鏡の前の自分をじっと見つめる。白くなめらかな頭が、室内の光をやわらかく反射している。


指先でそっと触れると、ひんやりとした感触が広がる。まるで自分の一部ではないかのように、頭皮はつるりと滑らかで、思わず何度も指を這わせてしまう。


「私、本当に剃ったんだ……」


呟いた声はかすれて、自分の耳にも頼りなく響いた。


まだ、実感が湧かない。昨日まで当たり前のようにあった髪が、もうどこにもない。頭を傾けても、視界の隅に揺れる前髪はなく、肩に触れる髪の感触もない。あんなに長かった髪が、たった一晩で無くなってしまった。


後悔……している?


考えそうになった瞬間、そっと背後から手が伸びてくる。


「綺麗ね」


彼女の指が頭を撫でる。優しく、そして滑らかに。


「うん……」


短く返事をしながら、目を閉じた。心の中に、ふわりと温かいものが広がっていく。


認められた。


彼女に、認められた。


それだけで、胸がじんわりと熱くなる。


でも。


本当に、これでよかったの?


ふと、頭の片隅にそんな疑問が浮かんだ。


---


翌朝、私はウィッグを手に取った。


昨日、剃髪した直後に彼女が用意してくれたものだ。事前にウィッグを用意していたということは、私がツルツル頭になることは決まっていたということなのか…。


そう思うと複雑な気持ちになる。


「普段は必要になると思うから」


そう言いながら、私の元の髪型に似たナチュラルなウィッグを差し出した彼女。その表情は、どこか満足げだった。


「これをつけていれば、誰にも気づかれないわ」


彼女の言葉を思い出しながら、慎重に装着する。


鏡の中の私は、昨日までと何も変わらない。


「……大丈夫、バレない」


そう思い込もうとしても、頭の奥でざわつく違和感を抑えられない。まるで、昨日の出来事が夢だったかのように感じてしまう。


---


通勤の電車に乗ると、ふと窓に映った自分の姿が目に入った。


いつも通りの髪型の自分。でも、それが『本物』ではないと考えた瞬間、急に背筋が冷たくなる。

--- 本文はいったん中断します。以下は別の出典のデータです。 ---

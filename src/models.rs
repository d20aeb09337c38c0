//! Data models for the survey roll-up engine.
//!
//! This module contains the question catalog and answer roster types, the
//! statistic types produced by the aggregation stages, and the report
//! envelope handed to the renderers.

use chrono::{DateTime, Utc};
use indexmap::IndexMap;
use serde::ser::SerializeMap;
use serde::{Deserialize, Serialize, Serializer};
use std::fmt;

/// Reserved entity key holding the across-respondent total.
pub const TOTAL_KEY: &str = "total";

/// Reserved subcategory key holding the parent category label.
pub const CATEGORY_KEY: &str = "cat";

/// Whether an id collides with a reserved output key.
pub fn is_reserved_key(id: &str) -> bool {
    id == TOTAL_KEY || id == CATEGORY_KEY
}

/// Tie-break policy for equal averages when ranking a respondent's subcategories.
#[derive(
    Debug, Clone, Copy, PartialEq, Eq, Default, Serialize, Deserialize, clap::ValueEnum,
)]
#[serde(rename_all = "lowercase")]
pub enum TieBreak {
    /// Equal averages are ordered by subcategory label (lexical ascending).
    #[default]
    Label,
    /// Equal averages keep the order in which subcategories first appear in the catalog.
    Catalog,
}

impl fmt::Display for TieBreak {
    fn fmt(&self, f: &mut fmt::Formatter<'_>) -> fmt::Result {
        match self {
            TieBreak::Label => write!(f, "label"),
            TieBreak::Catalog => write!(f, "catalog"),
        }
    }
}

/// A single question from the static catalog.
#[derive(Debug, Clone, PartialEq, Eq, Serialize)]
pub struct QuestionDef {
    /// Stable per-question token (e.g. `Q7`), unique within a catalog.
    pub id: String,
    /// Question wording.
    pub text: String,
    /// Category (pathway) label.
    pub category: String,
    /// Subcategory (competence) label.
    pub subcategory: String,
}

impl QuestionDef {
    pub fn new(
        id: impl Into<String>,
        text: impl Into<String>,
        category: impl Into<String>,
        subcategory: impl Into<String>,
    ) -> Self {
        Self {
            id: id.into(),
            text: text.into(),
            category: category.into(),
            subcategory: subcategory.into(),
        }
    }
}

/// One raw response record from the roster.
///
/// Cells are kept as the raw text found in the input; absent cells have no
/// entry. Whether a cell counts is decided by the aggregator.
#[derive(Debug, Clone, PartialEq, Eq, Default)]
pub struct AnswerRow {
    /// Respondent ("family") identifier.
    pub respondent_id: String,
    /// Raw cell text keyed by question id.
    pub answers: IndexMap<String, String>,
}

impl AnswerRow {
    /// Creates a row with no answers.
    pub fn new(respondent_id: impl Into<String>) -> Self {
        Self {
            respondent_id: respondent_id.into(),
            answers: IndexMap::new(),
        }
    }

    /// Adds a raw answer cell, returning the row.
    pub fn with_answer(mut self, question_id: impl Into<String>, cell: impl Into<String>) -> Self {
        self.answers.insert(question_id.into(), cell.into());
        self
    }
}

/// The `{count, sum, average}` triple.
///
/// A `Stat` is always derived from a count and a sum; the average is never
/// set on its own. Values are `u64`, so a `u128` sum cannot overflow.
#[derive(Debug, Clone, Copy, PartialEq, Default, Serialize)]
pub struct Stat {
    count: u64,
    sum: u128,
    average: f64,
}

impl Stat {
    /// Builds a stat from its totals, deriving the average.
    pub fn new(count: u64, sum: u128) -> Self {
        let average = if count > 0 {
            sum as f64 / count as f64
        } else {
            0.0
        };
        Self {
            count,
            sum,
            average,
        }
    }

    /// The stat substituted for a respondent with no scored entry.
    pub fn zero() -> Self {
        Self::default()
    }

    pub fn count(&self) -> u64 {
        self.count
    }

    pub fn sum(&self) -> u128 {
        self.sum
    }

    pub fn average(&self) -> f64 {
        self.average
    }
}

/// Running count/sum accumulator that finishes into a [`Stat`].
#[derive(Debug, Clone, Copy, PartialEq, Eq, Default)]
pub struct Tally {
    count: u64,
    sum: u128,
}

impl Tally {
    /// Records one scored answer.
    pub fn record(&mut self, value: u64) {
        self.count += 1;
        self.sum += u128::from(value);
    }

    /// Adds the count and sum of an existing stat.
    pub fn absorb(&mut self, stat: &Stat) {
        self.count += stat.count;
        self.sum += stat.sum;
    }

    /// Derives the final stat. The average is computed here, once.
    pub fn finish(self) -> Stat {
        Stat::new(self.count, self.sum)
    }
}

/// A [`Stat`] with the respondent's rank inside one subcategory.
#[derive(Debug, Clone, Copy, PartialEq, Default, Serialize)]
pub struct RankedStat {
    #[serde(flatten)]
    pub stat: Stat,
    /// 1-based rank; 0 means unranked.
    pub rank: u32,
}

impl RankedStat {
    pub fn unranked(stat: Stat) -> Self {
        Self { stat, rank: 0 }
    }
}

/// Per-respondent stats for one question plus the across-respondent total.
#[derive(Debug, Clone, PartialEq, Default)]
pub struct QuestionEntities {
    pub respondents: IndexMap<String, Stat>,
    pub total: Stat,
}

impl Serialize for QuestionEntities {
    fn serialize<S: Serializer>(&self, serializer: S) -> Result<S::Ok, S::Error> {
        let mut map = serializer.serialize_map(Some(self.respondents.len() + 1))?;
        for (respondent, stat) in &self.respondents {
            map.serialize_entry(respondent, stat)?;
        }
        // The question-level total always carries a placeholder rank of 0.
        map.serialize_entry(TOTAL_KEY, &RankedStat::unranked(self.total))?;
        map.end()
    }
}

/// A catalog question annotated with its aggregated entities.
#[derive(Debug, Clone, PartialEq, Serialize)]
pub struct EnrichedQuestion {
    #[serde(flatten)]
    pub question: QuestionDef,
    pub entities: QuestionEntities,
}

/// Respondent stats rolled up over every question of one category.
#[derive(Debug, Clone, PartialEq, Default)]
pub struct CategoryBucket {
    pub respondents: IndexMap<String, Stat>,
    pub total: Stat,
}

impl Serialize for CategoryBucket {
    fn serialize<S: Serializer>(&self, serializer: S) -> Result<S::Ok, S::Error> {
        let mut map = serializer.serialize_map(Some(self.respondents.len() + 1))?;
        for (respondent, stat) in &self.respondents {
            map.serialize_entry(respondent, stat)?;
        }
        map.serialize_entry(TOTAL_KEY, &self.total)?;
        map.end()
    }
}

/// Respondent stats rolled up over every question of one subcategory.
#[derive(Debug, Clone, PartialEq, Default)]
pub struct SubcategoryBucket {
    /// Category of the first question seen with this subcategory.
    pub category: String,
    pub respondents: IndexMap<String, RankedStat>,
    pub total: Stat,
}

impl Serialize for SubcategoryBucket {
    fn serialize<S: Serializer>(&self, serializer: S) -> Result<S::Ok, S::Error> {
        let mut map = serializer.serialize_map(Some(self.respondents.len() + 2))?;
        map.serialize_entry(CATEGORY_KEY, &self.category)?;
        for (respondent, ranked) in &self.respondents {
            map.serialize_entry(respondent, ranked)?;
        }
        map.serialize_entry(TOTAL_KEY, &self.total)?;
        map.end()
    }
}

/// The complete output of one aggregation run.
#[derive(Debug, Clone, PartialEq, Default, Serialize)]
pub struct AggregationResult {
    /// Enriched questions in catalog order.
    pub questions: Vec<EnrichedQuestion>,
    /// Category buckets in first-seen order.
    pub by_category: IndexMap<String, CategoryBucket>,
    /// Subcategory buckets in first-seen order, ranks filled in.
    pub by_subcategory: IndexMap<String, SubcategoryBucket>,
}

/// Metadata about a report run.
#[derive(Debug, Clone)]
pub struct ReportMetadata {
    /// Path of the question catalog.
    pub catalog_path: String,
    /// Path of the answer roster.
    pub answers_path: String,
    /// When the report was generated.
    pub generated_at: DateTime<Utc>,
    /// Number of roster rows read.
    pub rows: usize,
    /// Number of distinct respondents.
    pub respondents: usize,
    /// Number of catalog questions.
    pub questions: usize,
    /// Number of answer cells that were counted.
    pub answered_cells: u64,
    /// Number of answer cells skipped as non-numeric.
    pub skipped_cells: usize,
    /// Tie-break policy used for ranking.
    pub tie_break: TieBreak,
    /// Duration of the run in seconds.
    pub duration_seconds: f64,
}

/// Report envelope: run metadata plus the aggregation result.
#[derive(Debug, Clone)]
pub struct Report {
    pub metadata: ReportMetadata,
    pub results: AggregationResult,
}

窓に映る姿を確認し、前髪やサイドを整える。けれど、それは私の髪ではない。そう思うと、急に心臓が跳ねた。


仕事中も、ふとした瞬間に気になってしまう。


「ズレてないよね?」


会議でうなずくたび、何気なく手を伸ばしてしまう。


周囲は何も気づいていない。それは分かっているのに、ずっと気が休まらない。


◆◆◆


昼休み、私はトイレへ向かい、洗面台の鏡の前に立つ。


そしてウィッグをそっと外した。


空調の風が直接頭皮に触れる感覚に、ぞくりとする。


「ツルツルだ……」


小さく呟きながら、手のひらをゆっくりと滑らせる。ほんのわずかに感じる手触り。その感触が心地よくて、無意識に何度も撫でてしまう。


「……これで、私は変われたのかな……?」


目の前の自分を見つめながら、そう思う。


「彼女に、近づけた……?」


彼女のことを思い浮かべた瞬間、頬が熱くなる。


でも——。


この姿を、誰かに見られたら?


トイレのドアの向こうで人の気配がするたび、心臓が跳ねる。


ウィッグを再びつける。


鏡に映る、いつもの私。


「……これって、本当に“私”なの?」


そう思いながら、ぎゅっと唇を噛んだ。


◆◆◆


仕事が終わると、足は自然とジムへ向かっていた。


彼女の前では、ウィッグは必要ない。それにプールで泳ぐんだから、ウィッグをつけたままというわけにはいかない。


彼女に会えば、自分の変化を確かめられる。


「彼女の前でなら——」


そう思った瞬間、無意識に足が速まった。


---


更衣室のロッカーの前で、私はそっとウィッグを外した。


鏡に映る、自分の剃りあげた頭。


昨日彼女に剃られたときのことを思うと、少し誇らしさがこみ上げた。だが——。


ふと背後の視線に気づく。


一瞬だけ目が合った女性が、すぐに目を逸らした。ほかの利用者も、気まずそうにしながら更衣室を通り過ぎる。


肩越しに、ひそひそとした話し声が聞こえた。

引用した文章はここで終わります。